The design: a separate Windows user owns the secrets directory. NTFS ACLs lock it down so only that user can read it. Not Administrators. Not SYSTEM. Just the broker user. Requests require HMAC-SHA256 signatures. And the whole thing is action-based. Athena requests actions like “search for X” or “check download status.” She never sees raw credentials. Ever.
The broker is the only process that can read passwords. Athena gets a shared HMAC key proving she’s authorized to make requests, but the actual credentials never cross the boundary. Even if someone hijacks her session and runs arbitrary commands, the filesystem won’t let them extract secrets.
Windows Pain
Oh, the bugs.
Python’s on Windows can produce files with a byte-order mark. The broker’s config file had an invisible BOM that broke JSON parsing. Spent 45 minutes staring at what looked like a perfectly valid JSON file. It was not.
PowerShell tried to interpolate a $0 in a string I explicitly marked as non-interpolating. Inside a heredoc. Thanks, PowerShell.
The DENY ACLs were my favorite. I set explicit DENY on the secrets directory to prevent my admin user from reading secrets. Turns out DENY ACLs in Windows are absolute. They override even the Administrators group. Which is exactly what I wanted, except when I needed to debug the broker and had to switch users every single time.
Congratulations, you’ve locked yourself out.
Teaching Athena the Stack
With everything running, I built four custom skills. A media download orchestrator that figures out if something is a movie or TV show and routes it to the right service. A search skill that talks to the indexer proxy. A download management skill for progress and lifecycle. A Jellyfin skill for library queries and scans.
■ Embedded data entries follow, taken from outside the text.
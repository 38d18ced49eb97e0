use std::path::PathBuf;

use clap::Args;
use eyre::{Result, WrapErr};

use super::UnwrapOrExit;
use crate::{
    ops,
    reports::{Report, TerminalOutput},
};

#[derive(Args)]
pub struct ManifestCommand {
    /// Project directory (defaults to the current directory)
    #[arg(short = 'C', long = "dir", default_value = ".")]
    pub dir: PathBuf,

    /// Print the manifest as JSON
    #[arg(long)]
    pub json: bool,
}

impl ManifestCommand {
    pub fn run(&self) -> Result<()> {
        let project = ops::Project::open(&self.dir).unwrap_or_exit();
        let report = ops::manifest(&project).unwrap_or_exit();

        if self.json {
            let json = serde_json::to_string_pretty(&report.manifest)
                .wrap_err("failed to serialize manifest")?;
            println!("{}", json);
        } else {
            report.render(&mut TerminalOutput::new());
        }

        Ok(())
    }
}
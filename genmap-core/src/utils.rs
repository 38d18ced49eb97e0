//! Identifier casing helpers.

/// Convert a string to PascalCase (e.g., "hello_world" -> "HelloWorld")
pub fn to_pascal_case(s: &str) -> String {
    s.split(['_', '-'])
        .map(|part| {
            let mut chars = part.chars();
            match chars.next() {
                None => String::new(),
                Some(c) => c.to_uppercase().chain(chars).collect(),
            }
        })
        .collect()
}

/// Convert a string to camelCase (e.g., "view_dom" -> "viewDom").
///
/// Leading underscores survive so that names like `_3d` stay valid identifiers.
pub fn to_camel_case(s: &str) -> String {
    let trimmed = s.trim_start_matches('_');
    let leading = &s[..s.len() - trimmed.len()];

    let pascal = to_pascal_case(trimmed);
    let mut chars = pascal.chars();
    let camel: String = match chars.next() {
        None => String::new(),
        Some(c) => c.to_lowercase().chain(chars).collect(),
    };
    format!("{}{}", leading, camel)
}

#[cfg(test)]
mod tests {
    use super::*;

    #[test]
    fn test_to_pascal_case() {
        assert_eq!(to_pascal_case("hello"), "Hello");
        assert_eq!(to_pascal_case("hello_world"), "HelloWorld");
        assert_eq!(to_pascal_case("tailwind-css"), "TailwindCss");
        assert_eq!(to_pascal_case(""), "");
    }

    #[test]
    fn test_to_camel_case() {
        assert_eq!(to_camel_case("sitemap"), "sitemap");
        assert_eq!(to_camel_case("view_dom"), "viewDom");
        assert_eq!(to_camel_case("HelloWorld"), "helloWorld");
        assert_eq!(to_camel_case("view1"), "view1");
        assert_eq!(to_camel_case("_3d"), "_3d");
        assert_eq!(to_camel_case(""), "");
    }
}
Each one is detailed instructions on what API to call, what responses look like, what errors to expect. Athena reads the relevant skill on demand and immediately knows how to interact with each service. No training required.
The Telegram Group
Last piece. I created a Telegram group for requests. Someone posts a request, Athena sees it, checks Jellyfin, doesn’t find it, searches the appropriate service, adds the content, the download client grabs it through the VPN, the arr service imports it, Jellyfin picks it up, Athena confirms it’s ready.
First test: adding a few shows and movies to the library. Watching the entire pipeline work end-to-end for the first time, from a Telegram message to a playable file in Jellyfin, was genuinely thrilling. Like watching a Rube Goldberg machine land perfectly.
The Lesson
The biggest takeaway isn’t technical. It’s philosophical.
You can write all the rules you want in a prompt. “Don’t access these files.” “Don’t expose credentials.” But prompts can be overridden. System messages can be jailbroken. OS-level enforcement, file permissions, separate users, ACLs, those can’t be bypassed by clever prompting.
The Secret Broker works not because Athena chooses not to read secrets, but because she physically cannot. That’s the difference between theater and security. This lesson is going to keep coming back as the project evolves. Every new capability needs enforcement that doesn’t depend on the AI following rules.
But for now: the media stack works, everyone is happy, and we’re watching stuff. Win.